Although the U. S. Constitution says that “all” Federal legislative powers reside in the Congress, a great deal of de facto lawmaking in the last 20 years has been done by the Federal courts.
Tremendous changes in our laws have been brought about by plaintiff lawyers who devised new legal theories to evade or change existing laws as they apply to students, teachers, prisoners, criminals, mental patients, minors battling adult authority, puslic housing tenants, homosexuals, abortionists, or pornographers.
This judicial activism began with the 1954 decision of the Warren Court, Brown v. Board of Education, which ordered school desegregation. In retrospect, this decision seems to have relieved Federal judges from restraints on judicial authority, and they enthusiastically embarked on untested waters.

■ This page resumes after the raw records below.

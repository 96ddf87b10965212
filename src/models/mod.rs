//! Data models for `SkyBrief`
//!
//! This module contains the weather records organized by concern:
//! - Report: raw METAR/TAF text as fetched from a source
//! - Metar: decoded surface observation
//! - Taf: decoded terminal forecast

pub mod metar;
pub mod report;
pub mod taf;

// Re-export all public types for convenient access
pub use metar::{CloudCover, DecodedMetar, Temperature, Wind};
pub use report::{RawWeatherReport, normalize_icao};
pub use taf::{DecodedTaf, WeatherPhenomenon};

No longer do Federal judges confine themselves to ordering remedies for those who have been denied their constitutional rights. The judges create new rights which have never before existed in the Constitution or any statute, they fashion avant-garde remedies, and they turn the courts into administrators as well as legislators.
Thus U.S. District Judge Arthur Garrity did not confine himself to ordering school integration; he took over the day-to-day operation of the Boston schools. U.S. District Judge Frank Johnson assumed supervision of the Alabama mental hospitals and ordered detailed standards of care.
In other decisions, Federal courts have redrawn geographic boundaries, ordered racial quotas in schools, imposed school tax rates, rewritten Social Security laws, and determined where a highway or a power plant may be built.
The Department of Health, Education and Welfare says that 357 school districts are now operating under Federal court orders. The prisons in nine states and some 100 cities and counties are being overhauled under court supervision.
Constitutional historian Raoul Berger, analyzing judicial activism in a new book, concludes that nothing in the U.S. Constitution empowers the courts to assume broad lawmaking or administrative powers. He asks, “How long can public respect for the Court … survive if the people become aware that the tribunal which condemns the acts of others as unconstitutional is itself acting unconstitutionally?”
Early this year the Supreme Court heard argument in a case which will test how consistent are the proponents and opponents of judicial activism. It involves an attempt by a small businessman to protect his constitutional rights against the arbitrary actions of Federal bureaucrats.
F. G. Barlow, a plumbing and electrical contractor in Pocatello, Idaho, invoked his Fourth Amendment protection against unreasonable searches and denied admittance to his business premises by the Occupational Safety and Health Administration (OSHA) inspector.
Although the Fourth Amendment guarantees our right to be “secure” against “unreasonable searches” unless a specific warrant is issued on “probable cause,” the OSHA statute orders inspections without advance warning of businesses against whom there has been no complaint whatsoever.
The decision in Marshall v. Barlow’s Inc. is expected this spring. Will the Supreme Court follow Raoul Berger’s analysis that the people “have a right to govern themselves and make their own mistakes” (e.g., if OSHA is a mistake, the remedy is in repeal or amendment by Congress and not in the courts)?
Or will Supreme Court activists allow a mere businessman to defend his constitutional rights in the courts, as criminals, pornographers, homosexuals and others have been permitted to do?